Task objective » Collect all lines from the listing that include the string "bins".

Records for processing »
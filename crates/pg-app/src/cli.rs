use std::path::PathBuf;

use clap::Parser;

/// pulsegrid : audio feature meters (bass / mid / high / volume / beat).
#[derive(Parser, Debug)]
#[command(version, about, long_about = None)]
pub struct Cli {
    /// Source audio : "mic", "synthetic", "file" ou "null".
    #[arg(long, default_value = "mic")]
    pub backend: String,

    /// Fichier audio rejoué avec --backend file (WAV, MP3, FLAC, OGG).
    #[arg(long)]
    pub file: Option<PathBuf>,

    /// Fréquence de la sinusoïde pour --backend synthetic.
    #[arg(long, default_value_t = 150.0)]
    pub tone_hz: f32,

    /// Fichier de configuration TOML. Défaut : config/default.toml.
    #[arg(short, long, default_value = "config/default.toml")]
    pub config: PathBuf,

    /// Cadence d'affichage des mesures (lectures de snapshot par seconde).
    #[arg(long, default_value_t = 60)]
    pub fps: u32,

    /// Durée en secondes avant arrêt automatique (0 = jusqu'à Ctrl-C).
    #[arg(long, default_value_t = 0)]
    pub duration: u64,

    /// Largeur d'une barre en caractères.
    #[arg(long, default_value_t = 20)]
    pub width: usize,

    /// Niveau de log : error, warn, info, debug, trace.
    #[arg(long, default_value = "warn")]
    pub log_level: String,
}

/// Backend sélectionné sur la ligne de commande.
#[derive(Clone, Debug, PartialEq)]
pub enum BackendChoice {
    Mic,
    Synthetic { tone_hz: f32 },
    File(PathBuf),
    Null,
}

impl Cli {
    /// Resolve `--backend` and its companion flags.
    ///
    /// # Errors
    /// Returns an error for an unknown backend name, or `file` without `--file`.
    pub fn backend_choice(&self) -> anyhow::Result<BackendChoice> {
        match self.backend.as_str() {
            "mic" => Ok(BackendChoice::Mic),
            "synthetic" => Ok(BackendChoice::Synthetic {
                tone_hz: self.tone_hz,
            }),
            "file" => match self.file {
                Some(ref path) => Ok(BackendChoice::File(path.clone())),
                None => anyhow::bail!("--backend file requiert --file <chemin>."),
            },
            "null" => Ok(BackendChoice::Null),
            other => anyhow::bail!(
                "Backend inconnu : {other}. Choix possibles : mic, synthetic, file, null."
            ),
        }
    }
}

...

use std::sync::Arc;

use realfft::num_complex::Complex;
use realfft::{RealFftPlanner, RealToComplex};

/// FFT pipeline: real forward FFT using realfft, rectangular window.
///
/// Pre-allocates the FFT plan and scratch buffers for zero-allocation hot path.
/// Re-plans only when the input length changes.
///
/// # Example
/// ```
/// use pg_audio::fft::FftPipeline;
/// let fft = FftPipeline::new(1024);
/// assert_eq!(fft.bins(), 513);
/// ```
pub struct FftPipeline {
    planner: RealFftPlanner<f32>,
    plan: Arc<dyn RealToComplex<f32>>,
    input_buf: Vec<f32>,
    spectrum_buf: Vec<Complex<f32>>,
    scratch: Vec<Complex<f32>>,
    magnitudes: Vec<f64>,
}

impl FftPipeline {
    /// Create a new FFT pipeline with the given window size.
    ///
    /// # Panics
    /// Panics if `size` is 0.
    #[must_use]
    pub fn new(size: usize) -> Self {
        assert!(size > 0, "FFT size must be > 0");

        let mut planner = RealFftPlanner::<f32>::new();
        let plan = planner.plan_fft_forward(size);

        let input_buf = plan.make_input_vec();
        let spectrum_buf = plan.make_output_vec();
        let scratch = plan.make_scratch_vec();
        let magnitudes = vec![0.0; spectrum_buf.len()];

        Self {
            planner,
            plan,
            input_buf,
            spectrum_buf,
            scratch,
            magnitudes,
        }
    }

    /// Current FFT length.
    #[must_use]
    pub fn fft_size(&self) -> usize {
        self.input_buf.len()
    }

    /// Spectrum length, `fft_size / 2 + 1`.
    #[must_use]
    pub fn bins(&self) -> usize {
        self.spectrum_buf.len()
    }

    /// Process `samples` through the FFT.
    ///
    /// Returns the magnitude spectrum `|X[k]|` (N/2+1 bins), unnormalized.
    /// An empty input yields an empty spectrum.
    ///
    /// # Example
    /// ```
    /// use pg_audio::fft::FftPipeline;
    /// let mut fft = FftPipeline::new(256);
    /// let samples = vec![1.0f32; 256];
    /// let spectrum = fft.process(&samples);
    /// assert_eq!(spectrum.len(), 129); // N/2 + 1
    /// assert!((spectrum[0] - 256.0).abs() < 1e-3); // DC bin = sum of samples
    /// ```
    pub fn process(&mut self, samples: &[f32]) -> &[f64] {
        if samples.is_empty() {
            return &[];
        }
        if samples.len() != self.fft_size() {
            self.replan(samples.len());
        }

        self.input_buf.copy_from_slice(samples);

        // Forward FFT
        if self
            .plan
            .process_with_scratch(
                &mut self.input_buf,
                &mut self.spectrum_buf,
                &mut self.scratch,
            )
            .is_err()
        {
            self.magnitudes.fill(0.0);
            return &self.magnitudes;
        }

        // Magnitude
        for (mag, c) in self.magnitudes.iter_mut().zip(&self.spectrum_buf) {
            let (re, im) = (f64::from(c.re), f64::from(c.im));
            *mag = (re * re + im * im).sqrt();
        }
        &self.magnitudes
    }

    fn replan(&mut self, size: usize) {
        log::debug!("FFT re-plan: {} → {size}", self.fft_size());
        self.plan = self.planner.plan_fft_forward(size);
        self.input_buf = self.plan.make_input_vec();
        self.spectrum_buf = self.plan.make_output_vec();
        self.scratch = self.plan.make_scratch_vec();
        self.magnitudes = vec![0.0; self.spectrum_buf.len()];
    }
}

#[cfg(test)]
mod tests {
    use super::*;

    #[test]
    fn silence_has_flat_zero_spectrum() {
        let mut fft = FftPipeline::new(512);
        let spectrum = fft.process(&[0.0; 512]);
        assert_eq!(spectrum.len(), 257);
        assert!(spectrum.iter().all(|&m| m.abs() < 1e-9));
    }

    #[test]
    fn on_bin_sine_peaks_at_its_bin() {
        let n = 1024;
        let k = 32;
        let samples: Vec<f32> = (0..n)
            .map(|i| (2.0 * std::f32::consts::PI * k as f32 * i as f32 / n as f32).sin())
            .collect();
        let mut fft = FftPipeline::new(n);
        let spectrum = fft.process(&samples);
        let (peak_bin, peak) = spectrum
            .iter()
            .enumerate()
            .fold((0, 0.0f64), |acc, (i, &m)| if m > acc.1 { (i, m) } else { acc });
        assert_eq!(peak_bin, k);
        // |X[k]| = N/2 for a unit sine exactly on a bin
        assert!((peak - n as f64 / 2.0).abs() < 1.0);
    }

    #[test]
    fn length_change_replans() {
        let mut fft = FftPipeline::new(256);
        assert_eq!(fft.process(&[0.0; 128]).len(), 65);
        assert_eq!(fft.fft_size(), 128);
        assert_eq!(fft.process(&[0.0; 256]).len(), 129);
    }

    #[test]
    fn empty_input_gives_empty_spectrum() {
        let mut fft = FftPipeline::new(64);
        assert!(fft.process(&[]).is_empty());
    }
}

Solution below »
/// assert_eq!(fft.bins(), 513);
    pub fn bins(&self) -> usize {
    /// Returns the magnitude spectrum `|X[k]|` (N/2+1 bins), unnormalized.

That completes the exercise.